(Records contained in a dataset)
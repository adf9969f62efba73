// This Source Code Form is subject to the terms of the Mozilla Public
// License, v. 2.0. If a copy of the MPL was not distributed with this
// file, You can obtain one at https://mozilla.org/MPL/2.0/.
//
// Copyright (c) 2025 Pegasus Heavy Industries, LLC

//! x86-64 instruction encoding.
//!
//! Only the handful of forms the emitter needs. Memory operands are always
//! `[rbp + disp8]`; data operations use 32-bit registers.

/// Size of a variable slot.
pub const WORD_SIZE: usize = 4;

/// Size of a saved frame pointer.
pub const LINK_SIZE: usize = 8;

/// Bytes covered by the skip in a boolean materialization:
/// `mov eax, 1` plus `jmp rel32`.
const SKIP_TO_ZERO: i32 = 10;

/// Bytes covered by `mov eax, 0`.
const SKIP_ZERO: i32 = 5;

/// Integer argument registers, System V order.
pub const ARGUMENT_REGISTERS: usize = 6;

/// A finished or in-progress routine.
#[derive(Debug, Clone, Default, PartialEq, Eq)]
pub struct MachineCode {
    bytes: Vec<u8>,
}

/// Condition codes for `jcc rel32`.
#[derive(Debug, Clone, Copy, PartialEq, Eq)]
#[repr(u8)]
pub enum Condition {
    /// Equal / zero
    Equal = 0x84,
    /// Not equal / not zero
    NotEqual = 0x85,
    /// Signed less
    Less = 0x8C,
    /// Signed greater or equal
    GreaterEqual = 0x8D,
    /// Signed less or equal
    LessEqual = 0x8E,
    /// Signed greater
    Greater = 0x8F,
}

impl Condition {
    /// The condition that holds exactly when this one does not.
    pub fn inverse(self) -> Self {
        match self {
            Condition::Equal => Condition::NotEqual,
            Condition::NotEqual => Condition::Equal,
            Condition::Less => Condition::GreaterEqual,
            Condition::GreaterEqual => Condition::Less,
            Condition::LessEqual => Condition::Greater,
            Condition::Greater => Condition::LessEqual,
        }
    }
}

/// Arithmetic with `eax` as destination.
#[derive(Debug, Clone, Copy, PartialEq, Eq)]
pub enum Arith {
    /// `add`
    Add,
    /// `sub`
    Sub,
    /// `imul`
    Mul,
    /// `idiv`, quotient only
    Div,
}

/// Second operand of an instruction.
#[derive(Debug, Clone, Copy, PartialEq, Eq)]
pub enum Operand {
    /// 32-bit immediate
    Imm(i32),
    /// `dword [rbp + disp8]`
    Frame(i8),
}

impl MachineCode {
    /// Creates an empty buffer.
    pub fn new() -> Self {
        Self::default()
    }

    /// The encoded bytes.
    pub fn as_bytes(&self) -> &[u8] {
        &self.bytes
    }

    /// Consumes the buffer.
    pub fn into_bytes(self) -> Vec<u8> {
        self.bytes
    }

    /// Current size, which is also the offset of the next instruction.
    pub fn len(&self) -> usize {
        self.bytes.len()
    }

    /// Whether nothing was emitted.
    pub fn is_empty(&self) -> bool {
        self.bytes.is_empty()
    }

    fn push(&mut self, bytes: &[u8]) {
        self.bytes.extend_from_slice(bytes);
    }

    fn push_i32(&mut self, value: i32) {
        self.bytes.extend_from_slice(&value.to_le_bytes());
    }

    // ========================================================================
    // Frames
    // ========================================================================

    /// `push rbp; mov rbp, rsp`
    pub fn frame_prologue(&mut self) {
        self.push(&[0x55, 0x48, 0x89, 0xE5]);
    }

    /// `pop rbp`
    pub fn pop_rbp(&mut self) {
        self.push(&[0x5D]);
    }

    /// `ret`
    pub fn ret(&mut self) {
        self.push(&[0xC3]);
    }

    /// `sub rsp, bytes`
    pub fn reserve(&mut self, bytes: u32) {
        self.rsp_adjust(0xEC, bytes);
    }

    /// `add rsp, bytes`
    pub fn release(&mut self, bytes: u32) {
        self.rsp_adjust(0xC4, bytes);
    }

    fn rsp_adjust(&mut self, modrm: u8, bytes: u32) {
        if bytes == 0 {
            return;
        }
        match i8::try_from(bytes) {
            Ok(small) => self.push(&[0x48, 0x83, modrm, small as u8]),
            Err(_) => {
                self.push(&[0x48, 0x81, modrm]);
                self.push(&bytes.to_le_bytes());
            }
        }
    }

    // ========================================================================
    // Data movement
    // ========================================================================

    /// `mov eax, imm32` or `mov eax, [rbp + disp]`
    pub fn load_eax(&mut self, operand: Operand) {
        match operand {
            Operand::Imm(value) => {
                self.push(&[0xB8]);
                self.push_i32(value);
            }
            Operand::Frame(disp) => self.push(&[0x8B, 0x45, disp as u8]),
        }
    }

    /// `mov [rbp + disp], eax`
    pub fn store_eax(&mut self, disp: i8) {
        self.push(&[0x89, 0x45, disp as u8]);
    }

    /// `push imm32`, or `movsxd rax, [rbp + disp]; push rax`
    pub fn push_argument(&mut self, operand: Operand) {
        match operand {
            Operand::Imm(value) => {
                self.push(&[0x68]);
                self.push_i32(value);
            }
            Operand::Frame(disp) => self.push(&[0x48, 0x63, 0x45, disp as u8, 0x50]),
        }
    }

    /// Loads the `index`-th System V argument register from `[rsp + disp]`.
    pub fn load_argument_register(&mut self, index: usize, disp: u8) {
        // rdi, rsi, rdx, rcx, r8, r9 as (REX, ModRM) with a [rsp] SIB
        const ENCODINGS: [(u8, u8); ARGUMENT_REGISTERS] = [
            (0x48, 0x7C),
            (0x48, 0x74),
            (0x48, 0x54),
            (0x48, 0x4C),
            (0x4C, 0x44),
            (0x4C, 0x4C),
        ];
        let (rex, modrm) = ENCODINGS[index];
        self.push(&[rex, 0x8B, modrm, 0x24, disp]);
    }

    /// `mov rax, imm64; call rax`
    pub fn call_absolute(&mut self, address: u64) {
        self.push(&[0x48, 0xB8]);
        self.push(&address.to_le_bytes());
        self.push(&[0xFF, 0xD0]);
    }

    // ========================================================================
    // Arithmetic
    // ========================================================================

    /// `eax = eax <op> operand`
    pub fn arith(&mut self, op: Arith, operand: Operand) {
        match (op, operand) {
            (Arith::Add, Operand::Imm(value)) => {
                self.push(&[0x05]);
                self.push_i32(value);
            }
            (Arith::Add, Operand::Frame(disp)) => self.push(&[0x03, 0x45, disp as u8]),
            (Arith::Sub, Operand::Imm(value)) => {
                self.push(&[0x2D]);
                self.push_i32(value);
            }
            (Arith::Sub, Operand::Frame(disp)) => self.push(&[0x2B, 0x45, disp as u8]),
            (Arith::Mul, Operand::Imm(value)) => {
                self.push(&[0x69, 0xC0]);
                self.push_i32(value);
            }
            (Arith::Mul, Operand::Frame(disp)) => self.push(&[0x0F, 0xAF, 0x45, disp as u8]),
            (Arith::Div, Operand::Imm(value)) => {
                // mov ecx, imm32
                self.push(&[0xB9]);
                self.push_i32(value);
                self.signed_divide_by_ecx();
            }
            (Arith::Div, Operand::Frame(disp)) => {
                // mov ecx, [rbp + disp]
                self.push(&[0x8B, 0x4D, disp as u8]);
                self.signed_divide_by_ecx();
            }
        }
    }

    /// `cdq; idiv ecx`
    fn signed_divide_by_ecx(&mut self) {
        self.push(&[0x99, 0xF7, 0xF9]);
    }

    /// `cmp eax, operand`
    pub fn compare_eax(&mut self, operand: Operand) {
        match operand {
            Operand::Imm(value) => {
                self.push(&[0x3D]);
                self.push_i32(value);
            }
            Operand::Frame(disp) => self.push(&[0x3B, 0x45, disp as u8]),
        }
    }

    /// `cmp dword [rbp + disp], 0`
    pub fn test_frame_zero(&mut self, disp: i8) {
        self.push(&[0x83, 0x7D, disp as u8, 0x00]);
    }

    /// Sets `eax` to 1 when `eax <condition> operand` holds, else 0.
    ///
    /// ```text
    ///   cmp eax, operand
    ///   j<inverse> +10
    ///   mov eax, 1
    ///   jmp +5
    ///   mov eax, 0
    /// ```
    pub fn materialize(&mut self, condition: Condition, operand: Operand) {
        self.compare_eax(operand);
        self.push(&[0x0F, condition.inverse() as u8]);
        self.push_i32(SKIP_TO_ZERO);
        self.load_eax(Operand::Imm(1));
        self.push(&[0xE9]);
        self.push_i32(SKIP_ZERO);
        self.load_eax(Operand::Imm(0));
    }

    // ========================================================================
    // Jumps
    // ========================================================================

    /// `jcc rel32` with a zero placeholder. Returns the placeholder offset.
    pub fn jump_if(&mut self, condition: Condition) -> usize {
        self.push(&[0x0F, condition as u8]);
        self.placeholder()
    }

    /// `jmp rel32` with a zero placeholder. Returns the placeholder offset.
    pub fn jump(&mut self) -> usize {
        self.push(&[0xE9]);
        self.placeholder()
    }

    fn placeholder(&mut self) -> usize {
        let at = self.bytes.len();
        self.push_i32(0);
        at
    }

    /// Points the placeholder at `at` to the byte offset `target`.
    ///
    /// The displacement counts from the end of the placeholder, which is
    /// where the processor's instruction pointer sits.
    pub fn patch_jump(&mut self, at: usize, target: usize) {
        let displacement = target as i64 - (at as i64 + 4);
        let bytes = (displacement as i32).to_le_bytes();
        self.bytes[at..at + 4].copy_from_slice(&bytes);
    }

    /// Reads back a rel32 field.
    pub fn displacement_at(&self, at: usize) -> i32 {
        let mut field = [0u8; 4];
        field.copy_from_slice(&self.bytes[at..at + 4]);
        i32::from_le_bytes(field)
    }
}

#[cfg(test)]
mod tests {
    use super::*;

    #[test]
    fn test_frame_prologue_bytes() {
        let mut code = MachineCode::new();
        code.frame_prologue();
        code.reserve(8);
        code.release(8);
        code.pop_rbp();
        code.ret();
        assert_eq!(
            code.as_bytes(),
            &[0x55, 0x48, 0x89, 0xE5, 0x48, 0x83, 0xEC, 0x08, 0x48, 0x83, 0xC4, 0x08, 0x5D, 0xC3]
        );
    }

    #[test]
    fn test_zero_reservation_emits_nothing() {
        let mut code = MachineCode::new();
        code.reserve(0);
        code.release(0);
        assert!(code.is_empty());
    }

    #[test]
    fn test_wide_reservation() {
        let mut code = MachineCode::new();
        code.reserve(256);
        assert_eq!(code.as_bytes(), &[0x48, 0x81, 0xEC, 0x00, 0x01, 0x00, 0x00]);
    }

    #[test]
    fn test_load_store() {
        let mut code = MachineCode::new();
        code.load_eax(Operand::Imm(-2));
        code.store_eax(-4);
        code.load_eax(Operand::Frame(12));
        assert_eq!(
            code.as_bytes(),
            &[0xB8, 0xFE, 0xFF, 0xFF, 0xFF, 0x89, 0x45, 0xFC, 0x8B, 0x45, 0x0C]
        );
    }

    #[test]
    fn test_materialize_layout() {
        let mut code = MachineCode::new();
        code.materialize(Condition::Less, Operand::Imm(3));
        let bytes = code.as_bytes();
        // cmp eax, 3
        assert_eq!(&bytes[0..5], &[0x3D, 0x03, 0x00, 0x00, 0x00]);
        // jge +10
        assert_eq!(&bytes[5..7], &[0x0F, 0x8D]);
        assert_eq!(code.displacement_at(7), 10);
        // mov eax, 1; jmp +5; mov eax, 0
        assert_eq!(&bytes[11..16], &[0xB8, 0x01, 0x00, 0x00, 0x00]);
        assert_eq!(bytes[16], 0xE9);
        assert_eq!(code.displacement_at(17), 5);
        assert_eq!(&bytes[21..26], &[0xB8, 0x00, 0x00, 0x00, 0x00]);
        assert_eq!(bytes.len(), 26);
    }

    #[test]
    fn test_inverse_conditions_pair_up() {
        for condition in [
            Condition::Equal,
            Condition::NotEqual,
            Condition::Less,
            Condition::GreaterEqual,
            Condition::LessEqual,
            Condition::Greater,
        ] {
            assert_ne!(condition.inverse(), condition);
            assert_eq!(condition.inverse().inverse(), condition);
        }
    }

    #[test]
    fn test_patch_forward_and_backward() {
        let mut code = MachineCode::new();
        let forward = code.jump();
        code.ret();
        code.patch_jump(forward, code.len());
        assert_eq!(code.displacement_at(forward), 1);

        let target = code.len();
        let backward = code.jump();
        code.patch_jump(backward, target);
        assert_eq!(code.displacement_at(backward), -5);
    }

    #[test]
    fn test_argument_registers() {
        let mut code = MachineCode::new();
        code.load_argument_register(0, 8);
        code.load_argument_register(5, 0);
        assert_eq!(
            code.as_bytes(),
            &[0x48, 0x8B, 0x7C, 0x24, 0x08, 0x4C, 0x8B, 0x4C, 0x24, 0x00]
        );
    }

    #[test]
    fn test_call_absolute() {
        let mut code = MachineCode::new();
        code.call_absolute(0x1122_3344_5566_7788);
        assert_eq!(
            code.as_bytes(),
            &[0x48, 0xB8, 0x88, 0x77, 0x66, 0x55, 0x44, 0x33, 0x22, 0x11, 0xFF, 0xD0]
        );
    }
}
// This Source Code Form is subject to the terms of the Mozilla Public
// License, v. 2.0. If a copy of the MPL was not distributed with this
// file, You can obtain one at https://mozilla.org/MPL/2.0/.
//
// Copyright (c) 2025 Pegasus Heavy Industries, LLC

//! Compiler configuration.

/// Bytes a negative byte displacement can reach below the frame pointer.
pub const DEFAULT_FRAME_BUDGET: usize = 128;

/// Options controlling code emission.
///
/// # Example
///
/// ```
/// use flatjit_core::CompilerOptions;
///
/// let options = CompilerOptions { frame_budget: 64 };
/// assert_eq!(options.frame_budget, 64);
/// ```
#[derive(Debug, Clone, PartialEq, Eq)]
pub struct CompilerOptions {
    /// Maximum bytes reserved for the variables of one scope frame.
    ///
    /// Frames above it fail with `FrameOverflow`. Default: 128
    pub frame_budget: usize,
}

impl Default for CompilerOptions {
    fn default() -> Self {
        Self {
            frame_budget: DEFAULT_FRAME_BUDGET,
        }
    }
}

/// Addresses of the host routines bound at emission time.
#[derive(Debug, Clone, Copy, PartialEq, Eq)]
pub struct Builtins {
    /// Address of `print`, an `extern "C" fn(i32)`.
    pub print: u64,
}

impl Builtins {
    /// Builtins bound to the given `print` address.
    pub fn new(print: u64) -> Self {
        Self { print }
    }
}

• WHAT THE EXERCISE ASKS: Among the entries above, which lines include "GreaterEqual"? List them all.

• EXERCISE ANSWER:
    GreaterEqual = 0x8D,
            Condition::Less => Condition::GreaterEqual,
            Condition::GreaterEqual => Condition::Less,
            Condition::GreaterEqual,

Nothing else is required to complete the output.